### What you need to do
For the records below, print the lines from the line with "usable calendar date." through the line with "pub trait Presenter" exactly as written; include both end lines and exclude the rest.
====================
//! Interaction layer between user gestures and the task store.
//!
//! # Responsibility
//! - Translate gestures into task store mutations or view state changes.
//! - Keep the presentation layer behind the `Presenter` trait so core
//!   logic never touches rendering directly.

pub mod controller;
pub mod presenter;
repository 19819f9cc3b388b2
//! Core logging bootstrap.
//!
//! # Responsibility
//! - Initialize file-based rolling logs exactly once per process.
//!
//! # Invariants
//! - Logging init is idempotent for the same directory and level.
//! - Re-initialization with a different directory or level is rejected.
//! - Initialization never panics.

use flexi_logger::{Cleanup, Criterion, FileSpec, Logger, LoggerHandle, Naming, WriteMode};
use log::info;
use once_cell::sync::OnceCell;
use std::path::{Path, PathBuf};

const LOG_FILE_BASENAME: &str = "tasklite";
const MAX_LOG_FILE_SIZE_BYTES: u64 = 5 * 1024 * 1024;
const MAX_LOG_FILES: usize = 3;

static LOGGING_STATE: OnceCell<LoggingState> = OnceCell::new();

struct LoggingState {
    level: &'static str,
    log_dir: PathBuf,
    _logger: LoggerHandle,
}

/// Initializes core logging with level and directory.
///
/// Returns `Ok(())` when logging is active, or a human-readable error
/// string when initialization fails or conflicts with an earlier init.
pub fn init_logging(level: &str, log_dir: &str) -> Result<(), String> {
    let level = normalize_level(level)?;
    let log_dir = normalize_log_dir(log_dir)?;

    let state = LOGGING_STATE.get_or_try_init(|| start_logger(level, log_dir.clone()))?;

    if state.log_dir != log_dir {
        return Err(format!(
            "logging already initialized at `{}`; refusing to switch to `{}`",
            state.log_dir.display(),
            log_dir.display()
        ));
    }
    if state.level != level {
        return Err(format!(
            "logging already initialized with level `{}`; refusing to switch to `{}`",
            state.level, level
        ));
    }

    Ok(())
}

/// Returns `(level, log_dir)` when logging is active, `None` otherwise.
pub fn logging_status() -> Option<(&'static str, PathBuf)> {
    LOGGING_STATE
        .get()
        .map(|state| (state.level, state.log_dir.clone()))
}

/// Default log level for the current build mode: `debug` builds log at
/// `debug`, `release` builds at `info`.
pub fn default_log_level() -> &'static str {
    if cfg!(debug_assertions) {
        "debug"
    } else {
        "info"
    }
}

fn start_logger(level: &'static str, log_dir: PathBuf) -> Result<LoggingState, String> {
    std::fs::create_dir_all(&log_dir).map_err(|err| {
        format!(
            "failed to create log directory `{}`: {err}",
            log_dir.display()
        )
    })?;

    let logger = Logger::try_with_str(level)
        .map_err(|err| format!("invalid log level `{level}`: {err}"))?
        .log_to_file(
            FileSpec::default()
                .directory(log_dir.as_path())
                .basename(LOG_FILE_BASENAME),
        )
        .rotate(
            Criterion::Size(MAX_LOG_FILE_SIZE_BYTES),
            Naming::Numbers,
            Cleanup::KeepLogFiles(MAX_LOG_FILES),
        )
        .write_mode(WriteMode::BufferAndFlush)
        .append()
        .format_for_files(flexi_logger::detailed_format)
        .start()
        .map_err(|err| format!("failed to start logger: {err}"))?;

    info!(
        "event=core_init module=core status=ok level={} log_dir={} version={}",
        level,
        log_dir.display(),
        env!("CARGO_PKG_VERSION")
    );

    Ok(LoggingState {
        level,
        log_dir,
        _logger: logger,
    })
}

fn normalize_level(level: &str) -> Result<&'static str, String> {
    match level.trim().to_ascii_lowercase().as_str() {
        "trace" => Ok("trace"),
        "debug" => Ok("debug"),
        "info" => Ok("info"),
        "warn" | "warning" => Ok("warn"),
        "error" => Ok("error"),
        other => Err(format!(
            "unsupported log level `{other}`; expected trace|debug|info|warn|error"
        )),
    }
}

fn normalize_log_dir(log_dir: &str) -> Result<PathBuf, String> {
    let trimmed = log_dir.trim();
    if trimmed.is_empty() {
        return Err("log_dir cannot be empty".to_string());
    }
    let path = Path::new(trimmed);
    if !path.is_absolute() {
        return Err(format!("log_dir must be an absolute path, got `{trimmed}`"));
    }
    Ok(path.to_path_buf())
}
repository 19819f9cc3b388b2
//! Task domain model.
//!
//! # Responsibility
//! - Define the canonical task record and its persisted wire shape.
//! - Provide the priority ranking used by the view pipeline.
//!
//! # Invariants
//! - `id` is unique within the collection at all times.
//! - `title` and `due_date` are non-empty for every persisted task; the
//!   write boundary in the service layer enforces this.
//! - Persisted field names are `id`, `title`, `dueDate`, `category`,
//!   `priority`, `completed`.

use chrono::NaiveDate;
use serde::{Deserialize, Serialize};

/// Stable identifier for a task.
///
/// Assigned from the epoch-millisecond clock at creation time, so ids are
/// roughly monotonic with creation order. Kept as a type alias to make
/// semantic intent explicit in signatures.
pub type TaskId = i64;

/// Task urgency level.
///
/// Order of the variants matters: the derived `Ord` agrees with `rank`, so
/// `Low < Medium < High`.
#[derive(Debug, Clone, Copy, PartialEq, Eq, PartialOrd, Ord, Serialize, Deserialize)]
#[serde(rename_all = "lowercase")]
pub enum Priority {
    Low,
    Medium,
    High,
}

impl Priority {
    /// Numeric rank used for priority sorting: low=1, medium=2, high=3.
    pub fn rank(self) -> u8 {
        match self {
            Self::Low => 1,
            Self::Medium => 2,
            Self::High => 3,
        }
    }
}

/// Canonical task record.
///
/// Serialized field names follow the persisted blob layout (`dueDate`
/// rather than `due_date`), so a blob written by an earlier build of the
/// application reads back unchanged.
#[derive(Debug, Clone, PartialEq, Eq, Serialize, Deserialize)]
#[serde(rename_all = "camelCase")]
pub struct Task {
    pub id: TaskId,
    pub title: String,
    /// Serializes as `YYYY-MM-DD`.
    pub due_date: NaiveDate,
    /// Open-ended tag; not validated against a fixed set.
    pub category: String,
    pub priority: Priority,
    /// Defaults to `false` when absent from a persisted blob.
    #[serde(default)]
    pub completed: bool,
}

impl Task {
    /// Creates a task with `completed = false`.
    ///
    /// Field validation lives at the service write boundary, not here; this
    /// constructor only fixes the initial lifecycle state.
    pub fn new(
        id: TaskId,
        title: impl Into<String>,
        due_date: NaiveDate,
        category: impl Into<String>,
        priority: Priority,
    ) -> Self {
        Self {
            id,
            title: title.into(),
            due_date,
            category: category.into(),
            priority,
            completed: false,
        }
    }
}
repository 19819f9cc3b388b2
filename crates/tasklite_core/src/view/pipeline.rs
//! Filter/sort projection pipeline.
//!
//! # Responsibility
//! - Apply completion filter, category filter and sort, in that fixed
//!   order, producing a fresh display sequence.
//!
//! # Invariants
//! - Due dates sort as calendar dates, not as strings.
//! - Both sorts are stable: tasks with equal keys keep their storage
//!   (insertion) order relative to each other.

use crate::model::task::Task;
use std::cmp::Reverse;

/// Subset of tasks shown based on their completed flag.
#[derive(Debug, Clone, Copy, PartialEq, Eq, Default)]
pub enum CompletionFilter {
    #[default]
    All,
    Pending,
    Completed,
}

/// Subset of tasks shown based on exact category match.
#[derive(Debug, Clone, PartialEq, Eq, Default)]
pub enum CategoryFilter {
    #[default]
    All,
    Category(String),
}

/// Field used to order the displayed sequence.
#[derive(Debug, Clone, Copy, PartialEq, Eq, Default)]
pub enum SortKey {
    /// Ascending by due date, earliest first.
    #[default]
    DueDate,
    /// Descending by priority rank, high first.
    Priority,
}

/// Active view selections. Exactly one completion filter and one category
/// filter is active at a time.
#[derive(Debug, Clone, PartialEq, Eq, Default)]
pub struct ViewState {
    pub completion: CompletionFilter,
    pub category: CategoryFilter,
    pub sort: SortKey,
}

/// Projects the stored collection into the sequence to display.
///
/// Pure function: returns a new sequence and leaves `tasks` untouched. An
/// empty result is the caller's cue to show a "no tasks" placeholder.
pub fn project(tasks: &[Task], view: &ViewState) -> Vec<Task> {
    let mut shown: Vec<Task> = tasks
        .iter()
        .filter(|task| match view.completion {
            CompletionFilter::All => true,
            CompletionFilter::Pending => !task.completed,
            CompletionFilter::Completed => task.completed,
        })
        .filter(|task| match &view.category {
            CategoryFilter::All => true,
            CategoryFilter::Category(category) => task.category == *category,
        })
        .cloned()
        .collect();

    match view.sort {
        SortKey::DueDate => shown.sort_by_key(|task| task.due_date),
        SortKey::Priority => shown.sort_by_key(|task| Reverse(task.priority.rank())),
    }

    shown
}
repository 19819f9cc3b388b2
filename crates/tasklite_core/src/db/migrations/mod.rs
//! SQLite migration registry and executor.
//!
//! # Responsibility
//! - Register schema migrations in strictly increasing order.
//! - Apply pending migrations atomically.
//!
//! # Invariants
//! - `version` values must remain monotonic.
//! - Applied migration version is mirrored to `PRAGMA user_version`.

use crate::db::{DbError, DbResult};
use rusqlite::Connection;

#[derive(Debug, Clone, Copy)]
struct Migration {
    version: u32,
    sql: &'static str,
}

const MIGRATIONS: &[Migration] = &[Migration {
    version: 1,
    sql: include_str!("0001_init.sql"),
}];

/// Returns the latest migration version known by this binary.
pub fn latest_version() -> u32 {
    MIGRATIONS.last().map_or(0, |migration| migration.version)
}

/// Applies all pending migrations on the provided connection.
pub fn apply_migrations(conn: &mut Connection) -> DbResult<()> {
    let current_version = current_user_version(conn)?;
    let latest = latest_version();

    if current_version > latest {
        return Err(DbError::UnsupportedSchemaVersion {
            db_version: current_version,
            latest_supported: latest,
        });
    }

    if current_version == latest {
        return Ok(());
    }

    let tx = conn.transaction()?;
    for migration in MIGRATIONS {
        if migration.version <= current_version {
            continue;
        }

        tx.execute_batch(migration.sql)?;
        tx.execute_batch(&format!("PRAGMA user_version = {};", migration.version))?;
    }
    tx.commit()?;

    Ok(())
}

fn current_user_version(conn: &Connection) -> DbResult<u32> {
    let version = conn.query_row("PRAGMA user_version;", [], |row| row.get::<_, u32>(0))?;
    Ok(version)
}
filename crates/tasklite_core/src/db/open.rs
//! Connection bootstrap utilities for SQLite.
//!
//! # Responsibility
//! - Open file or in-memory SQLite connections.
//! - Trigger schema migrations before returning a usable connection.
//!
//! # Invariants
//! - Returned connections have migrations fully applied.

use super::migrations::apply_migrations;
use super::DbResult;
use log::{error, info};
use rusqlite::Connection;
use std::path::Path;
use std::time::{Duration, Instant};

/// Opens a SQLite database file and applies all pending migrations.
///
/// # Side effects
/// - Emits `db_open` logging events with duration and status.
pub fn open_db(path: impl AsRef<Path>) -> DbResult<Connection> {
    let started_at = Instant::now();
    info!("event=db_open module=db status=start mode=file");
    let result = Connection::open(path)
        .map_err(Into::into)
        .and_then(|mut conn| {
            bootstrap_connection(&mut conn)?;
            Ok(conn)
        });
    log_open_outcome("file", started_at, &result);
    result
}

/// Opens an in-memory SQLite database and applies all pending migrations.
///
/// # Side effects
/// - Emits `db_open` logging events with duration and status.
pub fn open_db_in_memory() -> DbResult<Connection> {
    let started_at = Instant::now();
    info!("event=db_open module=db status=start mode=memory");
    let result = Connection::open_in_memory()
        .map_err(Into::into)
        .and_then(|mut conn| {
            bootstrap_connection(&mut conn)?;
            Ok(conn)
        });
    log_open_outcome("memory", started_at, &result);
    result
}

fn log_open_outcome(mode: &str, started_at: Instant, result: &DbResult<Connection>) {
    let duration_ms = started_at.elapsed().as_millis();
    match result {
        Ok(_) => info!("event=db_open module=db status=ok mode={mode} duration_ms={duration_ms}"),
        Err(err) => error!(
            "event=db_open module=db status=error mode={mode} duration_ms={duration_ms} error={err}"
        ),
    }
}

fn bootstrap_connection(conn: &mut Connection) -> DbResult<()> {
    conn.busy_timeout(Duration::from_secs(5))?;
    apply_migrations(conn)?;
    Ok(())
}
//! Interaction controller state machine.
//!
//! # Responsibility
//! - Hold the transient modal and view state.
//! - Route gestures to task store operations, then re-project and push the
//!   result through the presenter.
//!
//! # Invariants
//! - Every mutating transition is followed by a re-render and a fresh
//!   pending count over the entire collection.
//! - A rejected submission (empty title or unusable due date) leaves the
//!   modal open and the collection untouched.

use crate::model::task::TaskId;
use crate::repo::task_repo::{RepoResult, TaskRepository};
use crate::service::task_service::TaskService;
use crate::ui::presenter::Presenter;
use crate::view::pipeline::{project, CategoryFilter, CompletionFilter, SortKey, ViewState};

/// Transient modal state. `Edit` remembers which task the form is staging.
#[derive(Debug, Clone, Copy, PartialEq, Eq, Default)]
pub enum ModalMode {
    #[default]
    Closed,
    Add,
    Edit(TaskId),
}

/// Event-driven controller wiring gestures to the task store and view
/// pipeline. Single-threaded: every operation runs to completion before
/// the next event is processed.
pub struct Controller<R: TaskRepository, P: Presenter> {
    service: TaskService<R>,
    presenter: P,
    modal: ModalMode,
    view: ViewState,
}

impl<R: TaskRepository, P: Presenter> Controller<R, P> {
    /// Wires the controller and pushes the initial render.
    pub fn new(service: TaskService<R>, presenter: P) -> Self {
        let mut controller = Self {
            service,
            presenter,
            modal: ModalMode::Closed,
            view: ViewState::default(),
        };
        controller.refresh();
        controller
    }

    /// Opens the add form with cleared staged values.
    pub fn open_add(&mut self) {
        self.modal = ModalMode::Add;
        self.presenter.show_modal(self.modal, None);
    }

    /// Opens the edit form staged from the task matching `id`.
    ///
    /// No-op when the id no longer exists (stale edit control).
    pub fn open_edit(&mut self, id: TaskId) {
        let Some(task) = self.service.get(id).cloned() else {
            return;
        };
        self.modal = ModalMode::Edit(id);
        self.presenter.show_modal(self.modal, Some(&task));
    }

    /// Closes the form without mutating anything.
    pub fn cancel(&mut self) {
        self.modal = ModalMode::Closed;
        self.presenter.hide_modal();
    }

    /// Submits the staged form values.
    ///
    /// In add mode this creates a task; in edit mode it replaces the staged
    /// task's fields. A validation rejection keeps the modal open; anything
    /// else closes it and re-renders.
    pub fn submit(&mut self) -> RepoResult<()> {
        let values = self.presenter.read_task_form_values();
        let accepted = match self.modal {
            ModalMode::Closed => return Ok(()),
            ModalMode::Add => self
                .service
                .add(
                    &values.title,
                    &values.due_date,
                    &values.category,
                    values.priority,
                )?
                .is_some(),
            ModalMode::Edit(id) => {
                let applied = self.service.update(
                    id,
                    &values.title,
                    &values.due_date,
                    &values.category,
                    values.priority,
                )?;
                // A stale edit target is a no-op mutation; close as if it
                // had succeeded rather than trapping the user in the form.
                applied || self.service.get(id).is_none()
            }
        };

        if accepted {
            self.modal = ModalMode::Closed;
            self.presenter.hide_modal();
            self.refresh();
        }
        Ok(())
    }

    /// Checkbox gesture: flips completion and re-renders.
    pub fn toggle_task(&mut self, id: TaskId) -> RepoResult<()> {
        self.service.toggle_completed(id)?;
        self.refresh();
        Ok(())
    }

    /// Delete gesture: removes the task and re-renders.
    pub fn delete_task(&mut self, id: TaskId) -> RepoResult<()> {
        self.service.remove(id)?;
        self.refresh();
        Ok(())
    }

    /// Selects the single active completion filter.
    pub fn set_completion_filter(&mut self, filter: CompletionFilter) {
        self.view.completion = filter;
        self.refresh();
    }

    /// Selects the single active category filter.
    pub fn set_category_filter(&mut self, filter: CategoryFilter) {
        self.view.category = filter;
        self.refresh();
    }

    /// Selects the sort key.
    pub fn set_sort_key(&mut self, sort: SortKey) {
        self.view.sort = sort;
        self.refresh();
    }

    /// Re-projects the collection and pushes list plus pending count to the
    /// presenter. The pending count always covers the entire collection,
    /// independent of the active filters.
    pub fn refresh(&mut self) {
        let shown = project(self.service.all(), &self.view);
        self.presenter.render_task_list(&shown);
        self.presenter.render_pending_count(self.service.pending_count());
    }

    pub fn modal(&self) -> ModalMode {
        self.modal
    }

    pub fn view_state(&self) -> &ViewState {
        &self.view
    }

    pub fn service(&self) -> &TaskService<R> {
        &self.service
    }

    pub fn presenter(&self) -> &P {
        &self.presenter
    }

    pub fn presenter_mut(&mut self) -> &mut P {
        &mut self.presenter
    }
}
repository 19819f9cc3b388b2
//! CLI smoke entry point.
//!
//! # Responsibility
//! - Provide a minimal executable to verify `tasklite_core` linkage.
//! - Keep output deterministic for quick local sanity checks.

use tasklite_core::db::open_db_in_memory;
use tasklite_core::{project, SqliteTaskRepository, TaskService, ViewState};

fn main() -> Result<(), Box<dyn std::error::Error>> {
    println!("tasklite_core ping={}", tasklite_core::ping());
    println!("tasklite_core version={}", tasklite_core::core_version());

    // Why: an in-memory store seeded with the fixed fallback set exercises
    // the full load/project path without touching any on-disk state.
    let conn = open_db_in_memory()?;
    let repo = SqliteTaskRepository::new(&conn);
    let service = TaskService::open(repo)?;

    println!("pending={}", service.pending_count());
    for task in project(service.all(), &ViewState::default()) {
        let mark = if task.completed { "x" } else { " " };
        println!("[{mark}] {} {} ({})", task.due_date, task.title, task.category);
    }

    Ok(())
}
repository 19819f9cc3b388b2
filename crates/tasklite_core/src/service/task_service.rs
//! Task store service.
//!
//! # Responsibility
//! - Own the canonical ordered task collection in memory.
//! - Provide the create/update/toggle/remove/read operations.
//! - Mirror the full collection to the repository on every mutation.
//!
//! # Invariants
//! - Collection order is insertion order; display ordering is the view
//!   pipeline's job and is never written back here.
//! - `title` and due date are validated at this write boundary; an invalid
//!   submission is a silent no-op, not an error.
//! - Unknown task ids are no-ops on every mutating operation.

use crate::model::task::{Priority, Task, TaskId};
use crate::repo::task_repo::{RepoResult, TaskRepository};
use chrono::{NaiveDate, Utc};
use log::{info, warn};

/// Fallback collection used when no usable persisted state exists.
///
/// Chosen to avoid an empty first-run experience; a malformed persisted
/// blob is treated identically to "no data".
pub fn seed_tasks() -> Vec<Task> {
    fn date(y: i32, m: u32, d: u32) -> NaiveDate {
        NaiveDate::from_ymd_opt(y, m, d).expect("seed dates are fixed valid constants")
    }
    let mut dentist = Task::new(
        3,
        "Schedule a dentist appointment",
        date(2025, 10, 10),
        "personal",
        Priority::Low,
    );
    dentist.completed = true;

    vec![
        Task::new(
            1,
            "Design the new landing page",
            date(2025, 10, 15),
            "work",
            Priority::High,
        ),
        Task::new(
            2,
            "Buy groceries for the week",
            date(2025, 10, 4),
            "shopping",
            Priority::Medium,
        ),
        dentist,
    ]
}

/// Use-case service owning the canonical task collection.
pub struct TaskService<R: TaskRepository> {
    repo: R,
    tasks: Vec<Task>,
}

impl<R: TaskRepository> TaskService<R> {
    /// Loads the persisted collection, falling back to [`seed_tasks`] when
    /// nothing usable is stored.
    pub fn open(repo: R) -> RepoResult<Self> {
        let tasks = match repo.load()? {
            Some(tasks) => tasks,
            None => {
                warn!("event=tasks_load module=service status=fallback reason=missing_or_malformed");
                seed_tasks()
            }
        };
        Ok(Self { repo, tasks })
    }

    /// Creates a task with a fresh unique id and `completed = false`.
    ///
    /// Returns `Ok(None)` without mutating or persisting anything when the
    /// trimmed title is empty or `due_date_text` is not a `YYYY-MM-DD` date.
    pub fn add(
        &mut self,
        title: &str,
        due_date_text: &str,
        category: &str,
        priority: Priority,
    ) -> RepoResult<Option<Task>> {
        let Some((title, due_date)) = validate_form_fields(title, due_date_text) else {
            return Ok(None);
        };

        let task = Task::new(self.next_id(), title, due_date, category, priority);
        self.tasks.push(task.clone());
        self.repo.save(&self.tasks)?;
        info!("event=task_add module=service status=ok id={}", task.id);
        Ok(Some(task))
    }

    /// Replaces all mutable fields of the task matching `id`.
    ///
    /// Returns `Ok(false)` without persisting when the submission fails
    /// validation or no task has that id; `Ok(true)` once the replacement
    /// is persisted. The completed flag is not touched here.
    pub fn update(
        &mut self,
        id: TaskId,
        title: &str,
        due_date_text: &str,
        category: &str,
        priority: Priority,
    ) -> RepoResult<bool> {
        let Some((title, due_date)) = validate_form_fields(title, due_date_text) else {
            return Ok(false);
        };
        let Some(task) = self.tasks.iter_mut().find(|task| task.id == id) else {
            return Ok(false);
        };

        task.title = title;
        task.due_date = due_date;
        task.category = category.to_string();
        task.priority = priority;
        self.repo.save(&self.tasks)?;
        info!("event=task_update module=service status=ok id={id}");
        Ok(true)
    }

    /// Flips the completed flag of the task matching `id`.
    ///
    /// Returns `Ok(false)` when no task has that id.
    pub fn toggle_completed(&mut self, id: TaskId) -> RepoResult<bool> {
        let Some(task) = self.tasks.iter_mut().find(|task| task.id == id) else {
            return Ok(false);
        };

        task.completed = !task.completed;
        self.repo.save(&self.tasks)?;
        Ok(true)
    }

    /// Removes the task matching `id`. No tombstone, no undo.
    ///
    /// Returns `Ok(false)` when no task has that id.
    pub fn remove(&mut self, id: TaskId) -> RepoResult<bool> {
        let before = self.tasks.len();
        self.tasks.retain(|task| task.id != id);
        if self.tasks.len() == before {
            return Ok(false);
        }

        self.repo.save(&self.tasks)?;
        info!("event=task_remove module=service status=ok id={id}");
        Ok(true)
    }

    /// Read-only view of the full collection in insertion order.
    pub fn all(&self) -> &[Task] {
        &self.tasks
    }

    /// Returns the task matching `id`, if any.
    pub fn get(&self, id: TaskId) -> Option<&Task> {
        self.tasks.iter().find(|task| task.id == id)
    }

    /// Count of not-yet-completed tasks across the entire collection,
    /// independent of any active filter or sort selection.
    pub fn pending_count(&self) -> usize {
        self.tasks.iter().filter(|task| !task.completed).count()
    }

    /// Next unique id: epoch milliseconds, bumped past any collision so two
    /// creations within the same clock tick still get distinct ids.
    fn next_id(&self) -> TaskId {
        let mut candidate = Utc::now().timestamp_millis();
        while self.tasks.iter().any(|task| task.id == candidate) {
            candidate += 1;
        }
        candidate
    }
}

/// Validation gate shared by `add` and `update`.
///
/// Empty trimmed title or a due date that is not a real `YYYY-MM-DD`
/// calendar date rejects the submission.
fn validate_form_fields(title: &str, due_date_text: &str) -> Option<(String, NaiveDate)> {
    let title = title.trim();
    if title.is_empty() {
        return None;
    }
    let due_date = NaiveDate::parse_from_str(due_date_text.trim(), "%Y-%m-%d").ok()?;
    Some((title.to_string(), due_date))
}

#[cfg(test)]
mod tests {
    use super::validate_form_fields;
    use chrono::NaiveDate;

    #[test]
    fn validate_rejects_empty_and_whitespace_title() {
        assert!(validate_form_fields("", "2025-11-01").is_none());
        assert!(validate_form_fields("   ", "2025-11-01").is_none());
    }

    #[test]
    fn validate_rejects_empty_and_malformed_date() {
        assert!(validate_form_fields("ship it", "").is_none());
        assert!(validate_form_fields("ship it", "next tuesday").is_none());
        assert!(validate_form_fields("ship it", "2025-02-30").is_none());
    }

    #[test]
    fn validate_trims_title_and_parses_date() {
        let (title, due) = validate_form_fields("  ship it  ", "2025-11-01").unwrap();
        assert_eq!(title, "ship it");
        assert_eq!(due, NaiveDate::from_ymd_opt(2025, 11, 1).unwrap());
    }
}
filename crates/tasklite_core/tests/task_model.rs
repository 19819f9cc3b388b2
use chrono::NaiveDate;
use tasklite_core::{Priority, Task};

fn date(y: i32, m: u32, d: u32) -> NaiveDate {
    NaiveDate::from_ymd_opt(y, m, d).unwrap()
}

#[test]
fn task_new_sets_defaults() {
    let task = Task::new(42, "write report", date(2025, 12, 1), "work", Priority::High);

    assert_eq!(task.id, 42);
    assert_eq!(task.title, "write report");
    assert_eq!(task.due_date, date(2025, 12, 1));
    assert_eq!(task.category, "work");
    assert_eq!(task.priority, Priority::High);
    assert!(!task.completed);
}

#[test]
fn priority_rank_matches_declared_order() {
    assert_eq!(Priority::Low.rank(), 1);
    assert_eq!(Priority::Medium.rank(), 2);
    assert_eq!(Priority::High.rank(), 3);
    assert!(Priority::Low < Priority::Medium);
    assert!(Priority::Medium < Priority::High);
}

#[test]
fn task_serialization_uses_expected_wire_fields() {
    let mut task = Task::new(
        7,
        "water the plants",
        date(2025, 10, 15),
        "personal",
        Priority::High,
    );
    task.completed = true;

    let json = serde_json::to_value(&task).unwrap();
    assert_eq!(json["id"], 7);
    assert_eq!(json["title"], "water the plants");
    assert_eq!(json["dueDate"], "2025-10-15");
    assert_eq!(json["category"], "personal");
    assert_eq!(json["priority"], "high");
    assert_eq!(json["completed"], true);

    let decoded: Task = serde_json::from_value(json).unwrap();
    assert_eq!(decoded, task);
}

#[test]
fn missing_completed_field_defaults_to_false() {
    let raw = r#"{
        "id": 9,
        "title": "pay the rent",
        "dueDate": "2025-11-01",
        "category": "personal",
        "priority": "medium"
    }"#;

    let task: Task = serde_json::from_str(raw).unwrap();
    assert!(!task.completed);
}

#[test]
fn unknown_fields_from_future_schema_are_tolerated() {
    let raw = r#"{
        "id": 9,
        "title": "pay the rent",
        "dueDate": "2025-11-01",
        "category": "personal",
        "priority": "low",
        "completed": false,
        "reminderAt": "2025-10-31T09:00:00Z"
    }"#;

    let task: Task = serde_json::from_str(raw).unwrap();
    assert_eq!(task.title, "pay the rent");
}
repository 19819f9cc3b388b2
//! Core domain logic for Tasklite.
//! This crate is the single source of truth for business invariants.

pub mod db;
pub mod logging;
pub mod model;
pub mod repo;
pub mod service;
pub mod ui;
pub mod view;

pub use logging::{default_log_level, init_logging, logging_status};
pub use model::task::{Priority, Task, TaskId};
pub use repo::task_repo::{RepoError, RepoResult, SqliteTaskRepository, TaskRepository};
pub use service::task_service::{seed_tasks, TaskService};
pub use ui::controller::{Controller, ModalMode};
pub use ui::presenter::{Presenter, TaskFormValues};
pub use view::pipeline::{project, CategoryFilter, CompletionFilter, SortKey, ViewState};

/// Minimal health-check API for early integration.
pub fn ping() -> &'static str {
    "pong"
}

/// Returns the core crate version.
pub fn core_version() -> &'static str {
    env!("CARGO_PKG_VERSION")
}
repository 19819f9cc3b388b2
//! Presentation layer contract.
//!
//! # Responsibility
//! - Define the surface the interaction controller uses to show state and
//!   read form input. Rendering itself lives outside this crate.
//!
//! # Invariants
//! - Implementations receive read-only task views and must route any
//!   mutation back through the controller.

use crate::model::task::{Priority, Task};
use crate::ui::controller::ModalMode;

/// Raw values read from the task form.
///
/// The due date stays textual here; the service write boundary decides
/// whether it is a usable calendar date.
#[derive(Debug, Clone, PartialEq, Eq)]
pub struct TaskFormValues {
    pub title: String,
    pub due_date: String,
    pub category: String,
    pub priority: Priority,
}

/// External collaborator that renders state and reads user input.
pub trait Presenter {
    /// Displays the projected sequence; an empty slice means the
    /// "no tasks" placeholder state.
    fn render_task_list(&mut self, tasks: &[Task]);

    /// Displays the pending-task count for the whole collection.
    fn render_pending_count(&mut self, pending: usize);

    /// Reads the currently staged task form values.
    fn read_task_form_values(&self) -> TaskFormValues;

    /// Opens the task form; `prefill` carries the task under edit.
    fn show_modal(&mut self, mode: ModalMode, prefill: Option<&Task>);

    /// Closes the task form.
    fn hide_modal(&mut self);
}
====================
### Solution to this task
/// whether it is a usable calendar date.
#[derive(Debug, Clone, PartialEq, Eq)]
pub struct TaskFormValues {
    pub title: String,
    pub due_date: String,
    pub category: String,
    pub priority: Priority,
}

/// External collaborator that renders state and reads user input.
pub trait Presenter {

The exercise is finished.